請求項2に記載の発明は、請求項1において、前記接着剤は前記蛍光剤が1〜10重量%含有されている電子写真用感光体の検査方法を特徴とする。
請求項3に記載の発明は、請求項1〜2のいずれかにおいて、前記波長200nm〜420nmの範囲の光の光源が、波長250〜420nmの紫外LEDを用いる電子写真用感光体の検査方法を特徴とする。
請求項4に記載の発明は、請求項1〜3のいずれかにおいて、前記蛍光を測光する手段は、その分光感度が460nm以上である電子写真用感光体の検査方法を特徴とする。
請求項5に記載の発明は、請求項4において、前記蛍光を測光する手段は、その受光面に500nm以下の光を遮光する光学フィルターが設けられている電子写真用感光体の検査方法を特徴とする。

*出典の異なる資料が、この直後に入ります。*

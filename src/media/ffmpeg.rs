//! Media engine backed by the system FFmpeg libraries through `ac-ffmpeg`
//!
//! Decoded pictures stay in FFmpeg's buffers: the decoder wraps them as the
//! frame's native payload and the converter scales them in place, whatever
//! their pixel format.
//!
//! Sample aspect ratio, stream disposition and the best-effort timestamp are
//! not exposed by the bindings, so every stream reports a 1:1 SAR and no
//! default flag, and decoded frames carry no best-effort pts.

use ac_ffmpeg::codec::video::scaler::{Algorithm, VideoFrameScaler};
use ac_ffmpeg::codec::video::{self, VideoDecoder, VideoFrame, VideoFrameMut};
use ac_ffmpeg::codec::{CodecParameters, Decoder};
use ac_ffmpeg::format::demuxer::{Demuxer, DemuxerWithStreamInfo};
use ac_ffmpeg::format::io::IO;
use ac_ffmpeg::packet::PacketMut;
use ac_ffmpeg::time::{TimeBase, Timestamp};
use std::cell::RefCell;
use std::fs::File;
use std::path::Path;
use std::sync::Arc;

use super::dither::MonoPacker;
use super::{
    DecodeError, DecoderLookup, DitherMode, FrameConvert, MediaEngine, MediaError, MediaSource,
    ScaleAlgorithm, VideoDecode,
};
use crate::pipeline::geometry::Geometry;
use crate::pipeline::types::{Frame, MediaKind, Packet, PixelFormat, Rational, StreamInfo};

fn codec_error(e: ac_ffmpeg::Error) -> MediaError {
    MediaError::Codec(e.to_string())
}

fn time_base(rational: Rational) -> TimeBase {
    TimeBase::new(rational.num, rational.den)
}

fn rational(time_base: TimeBase) -> Rational {
    Rational::new(time_base.num() as i32, time_base.den() as i32)
}

fn timestamp(ts: Timestamp) -> Option<i64> {
    (!ts.is_null()).then(|| ts.timestamp())
}

fn to_timestamp(value: Option<i64>, time_base: TimeBase) -> Timestamp {
    match value {
        Some(value) => Timestamp::new(value, time_base),
        None => Timestamp::null(),
    }
}

fn pixel_format(format: &PixelFormat) -> Result<video::PixelFormat, MediaError> {
    format
        .name()
        .parse::<video::PixelFormat>()
        .map_err(|_| MediaError::Unsupported(format!("pixel format {format}")))
}

fn scale_algorithm(algorithm: ScaleAlgorithm) -> Algorithm {
    match algorithm {
        ScaleAlgorithm::FastBilinear => Algorithm::FastBilinear,
        ScaleAlgorithm::Bilinear => Algorithm::Bilinear,
        ScaleAlgorithm::Bicubic => Algorithm::Bicubic,
        ScaleAlgorithm::Point => Algorithm::Point,
        ScaleAlgorithm::Area => Algorithm::Area,
        ScaleAlgorithm::Lanczos => Algorithm::Lanczos,
    }
}

/// Decoded picture travelling to the converter untouched
struct Picture(VideoFrame);

// SAFETY: a picture is only read, by one stage at a time, after the decoder
// has handed it over
unsafe impl Send for Picture {}
unsafe impl Sync for Picture {}

fn frame_from_ffmpeg(frame: VideoFrame) -> Frame {
    let format = PixelFormat::from_name(frame.pixel_format().name());
    let (width, height) = (frame.width() as u32, frame.height() as u32);
    let pts = timestamp(frame.pts());

    let mut out = Frame::native(width, height, format, Arc::new(Picture(frame)));
    out.pts = pts;
    out
}

/// Copy a plane-backed pipeline frame into a fresh FFmpeg frame
fn frame_to_ffmpeg(frame: &Frame) -> Result<VideoFrame, MediaError> {
    if !frame.format.has_layout() || frame.planes.len() != frame.format.plane_count() {
        return Err(MediaError::Unsupported(format!(
            "{} frame with {} planes",
            frame.format,
            frame.planes.len()
        )));
    }
    let format = pixel_format(&frame.format)?;
    let mut out = VideoFrameMut::black(format, frame.width as usize, frame.height as usize);

    {
        let mut planes = out.planes_mut();
        for (index, src) in frame.planes.iter().enumerate() {
            let row_bytes = frame.row_bytes(index);
            let dst = &mut planes[index];
            let dst_stride = dst.line_size();
            let data = dst.data_mut();
            for y in 0..frame.plane_rows(index) {
                data[y * dst_stride..y * dst_stride + row_bytes].copy_from_slice(src.row(y, row_bytes));
            }
        }
    }
    Ok(out.freeze())
}

/// Opened container
pub struct FfmpegSource {
    demuxer: DemuxerWithStreamInfo<File>,
    streams: Vec<StreamInfo>,
}

// SAFETY: the demuxer is owned by exactly one stage thread at a time
unsafe impl Send for FfmpegSource {}

impl MediaSource for FfmpegSource {
    fn streams(&self) -> &[StreamInfo] {
        &self.streams
    }

    fn read_unit(&mut self) -> Result<Option<Packet>, MediaError> {
        let Some(packet) = self.demuxer.take().map_err(codec_error)? else {
            return Ok(None);
        };

        let mut unit = Packet::new(packet.stream_index(), packet.data().to_vec());
        unit.pts = timestamp(packet.pts());
        unit.dts = timestamp(packet.dts());
        unit.is_key = packet.is_key();
        unit.time_base = rational(packet.time_base());
        Ok(Some(unit))
    }
}

pub struct FfmpegDecoder {
    name: String,
    decoder: VideoDecoder,
    geometry: Geometry,
    time_base: TimeBase,
}

// SAFETY: the codec context is owned by exactly one stage thread at a time
unsafe impl Send for FfmpegDecoder {}

impl VideoDecode for FfmpegDecoder {
    fn name(&self) -> &str {
        &self.name
    }

    fn geometry(&self) -> Geometry {
        self.geometry.clone()
    }

    fn push(&mut self, unit: &Packet) -> Result<(), DecodeError> {
        let packet = PacketMut::from(unit.data.as_ref())
            .with_time_base(self.time_base)
            .with_pts(to_timestamp(unit.pts, self.time_base))
            .with_dts(to_timestamp(unit.dts, self.time_base))
            .freeze();
        self.decoder
            .push(packet)
            .map_err(|e| DecodeError::Failed(e.to_string()))
    }

    fn take(&mut self) -> Result<Option<Frame>, DecodeError> {
        match self.decoder.take() {
            Ok(Some(frame)) => Ok(Some(frame_from_ffmpeg(frame))),
            Ok(None) => Err(DecodeError::Again),
            Err(e) => Err(DecodeError::Failed(e.to_string())),
        }
    }

    fn flush(&mut self) -> Result<(), DecodeError> {
        self.decoder
            .flush()
            .map_err(|e| DecodeError::Failed(e.to_string()))
    }
}

/// Scaler, with a software dithering pass for 1 bit targets
pub struct FfmpegConverter {
    scaler: VideoFrameScaler,
    destination: Geometry,
    dither: DitherMode,
}

// SAFETY: the scaler context is owned by exactly one stage thread at a time
unsafe impl Send for FfmpegConverter {}

impl FrameConvert for FfmpegConverter {
    fn convert(&mut self, src: &Frame, dst: &mut Frame) -> Result<(), MediaError> {
        let picture = src.native.as_ref().and_then(|n| n.downcast_ref::<Picture>());
        let scaled = match picture {
            Some(Picture(frame)) => self.scaler.scale(frame),
            None => self.scaler.scale(&frame_to_ffmpeg(src)?),
        }
        .map_err(|e| MediaError::Converter(e.to_string()))?;
        let planes = scaled.planes();
        let plane = planes
            .first()
            .ok_or_else(|| MediaError::Converter("scaler returned no planes".to_string()))?;
        let (row_bytes, rows) = (dst.row_bytes(0), dst.height as usize);
        let out = dst
            .planes
            .first_mut()
            .ok_or_else(|| MediaError::Converter("destination has no planes".to_string()))?;

        if self.destination.format == PixelFormat::MonoBlack {
            MonoPacker {
                src: plane.data(),
                src_stride: plane.line_size(),
                width: self.destination.width as usize,
                height: rows,
            }
            .pack(self.dither, &mut out.data, out.stride);
            return Ok(());
        }

        for y in 0..rows {
            let start = y * plane.line_size();
            out.row_mut(y, row_bytes)
                .copy_from_slice(&plane.data()[start..start + row_bytes]);
        }
        Ok(())
    }
}

/// Production engine
///
/// Keeps the codec parameters of the last opened container so decoders can be
/// built for its streams.
pub struct FfmpegEngine {
    parameters: RefCell<Vec<CodecParameters>>,
}

impl FfmpegEngine {
    pub fn new() -> Self {
        Self {
            parameters: RefCell::new(Vec::new()),
        }
    }

    fn stream_info(index: usize, params: &CodecParameters, time_base: TimeBase) -> StreamInfo {
        let codec = params.decoder_name().unwrap_or("unknown");
        let mut info = if let Some(video) = params.as_video_codec_parameters() {
            StreamInfo::video(index, codec, video.width() as u32, video.height() as u32)
        } else if let Some(audio) = params.as_audio_codec_parameters() {
            StreamInfo::audio(index, codec, audio.sample_rate())
        } else if params.is_subtitle_codec() {
            StreamInfo::subtitle(index, codec)
        } else {
            let mut info = StreamInfo::subtitle(index, codec);
            info.kind = MediaKind::Other;
            info
        };
        info.time_base = rational(time_base);
        info
    }
}

impl Default for FfmpegEngine {
    fn default() -> Self {
        Self::new()
    }
}

impl MediaEngine for FfmpegEngine {
    fn open(&self, path: &Path) -> Result<Box<dyn MediaSource>, MediaError> {
        let open_error = |reason: String| MediaError::Open {
            path: path.display().to_string(),
            reason,
        };

        let file = File::open(path).map_err(|e| open_error(e.to_string()))?;
        let io = IO::from_seekable_read_stream(file);
        let demuxer = Demuxer::builder()
            .build(io)
            .map_err(|e| open_error(e.to_string()))?
            .find_stream_info(None)
            .map_err(|(_, e)| open_error(e.to_string()))?;

        let mut parameters = Vec::new();
        let mut streams = Vec::new();
        for (index, stream) in demuxer.streams().iter().enumerate() {
            let params = stream.codec_parameters();
            streams.push(Self::stream_info(index, &params, stream.time_base()));
            parameters.push(params);
        }
        if streams.is_empty() {
            return Err(MediaError::NoStream(path.display().to_string()));
        }

        *self.parameters.borrow_mut() = parameters;
        Ok(Box::new(FfmpegSource { demuxer, streams }))
    }

    fn open_decoder(
        &self,
        stream: &StreamInfo,
        lookup: DecoderLookup<'_>,
    ) -> Result<Box<dyn VideoDecode>, MediaError> {
        let parameters = self.parameters.borrow();
        let params = parameters
            .get(stream.index)
            .and_then(|p| p.as_video_codec_parameters())
            .ok_or_else(|| MediaError::NoDecoder(format!("stream {} is not video", stream.index)))?;

        let builder = match lookup {
            DecoderLookup::ByName(name) => VideoDecoder::builder(name),
            DecoderLookup::ByCodec => VideoDecoder::from_codec_parameters(params),
        }
        .map_err(|e| MediaError::NoDecoder(e.to_string()))?;

        let time_base = time_base(stream.time_base);
        let decoder = builder
            .extradata(params.extradata())
            .time_base(time_base)
            .build()
            .map_err(|e| MediaError::NoDecoder(e.to_string()))?;

        let name = match lookup {
            DecoderLookup::ByName(name) => name.to_string(),
            DecoderLookup::ByCodec => stream.codec.clone(),
        };
        let geometry = Geometry::new(
            params.width() as u32,
            params.height() as u32,
            PixelFormat::from_name(params.pixel_format().name()),
        );

        Ok(Box::new(FfmpegDecoder {
            name,
            decoder,
            geometry,
            time_base,
        }))
    }

    fn build_converter(
        &self,
        source: &Geometry,
        destination: &Geometry,
        algorithm: ScaleAlgorithm,
        dither: DitherMode,
    ) -> Result<Box<dyn FrameConvert>, MediaError> {
        // 1 bit targets are scaled to gray and dithered here
        let target = match destination.format {
            PixelFormat::MonoBlack => PixelFormat::Gray8,
            ref other => other.clone(),
        };

        let scaler = VideoFrameScaler::builder()
            .source_pixel_format(pixel_format(&source.format)?)
            .source_width(source.width as usize)
            .source_height(source.height as usize)
            .target_pixel_format(pixel_format(&target)?)
            .target_width(destination.width as usize)
            .target_height(destination.height as usize)
            .algorithm(scale_algorithm(algorithm))
            .build()
            .map_err(|e| MediaError::Converter(e.to_string()))?;

        Ok(Box::new(FfmpegConverter {
            scaler,
            destination: destination.clone(),
            dither,
        }))
    }
}

#[cfg(test)]
mod tests {
    use super::*;

    fn black(format: &str, width: usize, height: usize) -> VideoFrame {
        let format = format.parse::<video::PixelFormat>().unwrap();
        VideoFrameMut::black(format, width, height).freeze()
    }

    #[test]
    fn test_decoded_frame_stays_in_engine_buffer() {
        let frame = frame_from_ffmpeg(black("yuv422p", 64, 48));
        assert_eq!(frame.format, PixelFormat::Yuv422p);
        assert_eq!((frame.width, frame.height), (64, 48));
        assert!(frame.planes.is_empty());

        let picture = frame.native.as_ref().and_then(|n| n.downcast_ref::<Picture>());
        assert!(picture.is_some());
    }

    #[test]
    fn test_scales_subsampled_and_deep_sources() {
        let engine = FfmpegEngine::new();
        for format in ["yuv422p", "yuv420p10le"] {
            let source = Geometry::new(64, 48, PixelFormat::from_name(format));
            let destination = Geometry::new(32, 24, PixelFormat::Gray8);
            let mut converter = engine
                .build_converter(&source, &destination, ScaleAlgorithm::Bicubic, DitherMode::None)
                .unwrap();

            let src = frame_from_ffmpeg(black(format, 64, 48));
            let mut dst = Frame::alloc(32, 24, PixelFormat::Gray8, 32).unwrap();
            dst.planes[0].data.fill(0xAA);
            converter.convert(&src, &mut dst).unwrap();
            for y in [0, 23] {
                assert!(dst.planes[0].row(y, 32).iter().all(|b| *b < 8), "{format}");
            }
        }
    }

    #[test]
    fn test_plane_less_frame_is_refused() {
        let opaque = Frame::native(
            8,
            8,
            PixelFormat::from_name("p010le"),
            std::sync::Arc::new(0u8),
        );
        assert!(matches!(frame_to_ffmpeg(&opaque), Err(MediaError::Unsupported(_))));
    }

    #[test]
    fn test_unit_timestamps_forwarded() {
        let time_base = TimeBase::new(1, 90_000);
        assert_eq!(to_timestamp(Some(3003), time_base).timestamp(), 3003);
        assert!(to_timestamp(None, time_base).is_null());
    }
}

請求項6に記載の発明は、請求項1乃至5のいずれかに記載の検査方法を用い、前記支持体の内面の接着剤の有無を検査し、その接着剤の量が所定値以内のときは、前記支持体を電子写真感光体用支持体として再使用する電子写真感光体用支持体のリサイクル方法を特徴とする。
【発明の効果】
【0011】
本発明によれば、予め 電子写真用感光体の製造時に駆動用フランジの固定に用いる接着剤として波長200nm〜420nmの光が照射されると460nm以上の蛍光を発する蛍光剤を含有する接着剤を用い、リサイクルする際、電子写真用感光体から駆動用フランジを分離した後、電子写真感光体の内面に波長250nm〜420nmの紫外〜近紫外光を照射し、電子写真感光体内部に残留している接着剤が、紫外〜近紫外光を受けて出す蛍光を、分光感度が460nm以上の受光手段で測光することにより、電子写真感光体内面に残った接着剤固形物の残留状態を検査できるので、感光機能膜の再形成時や駆動用フランジの再取り付け時の不具合を回避できる。
【発明を実施するための最良の形態】
【0012】
以下、図面を参照して、本発明の検査方法などについて、実施形態により詳細に説明する。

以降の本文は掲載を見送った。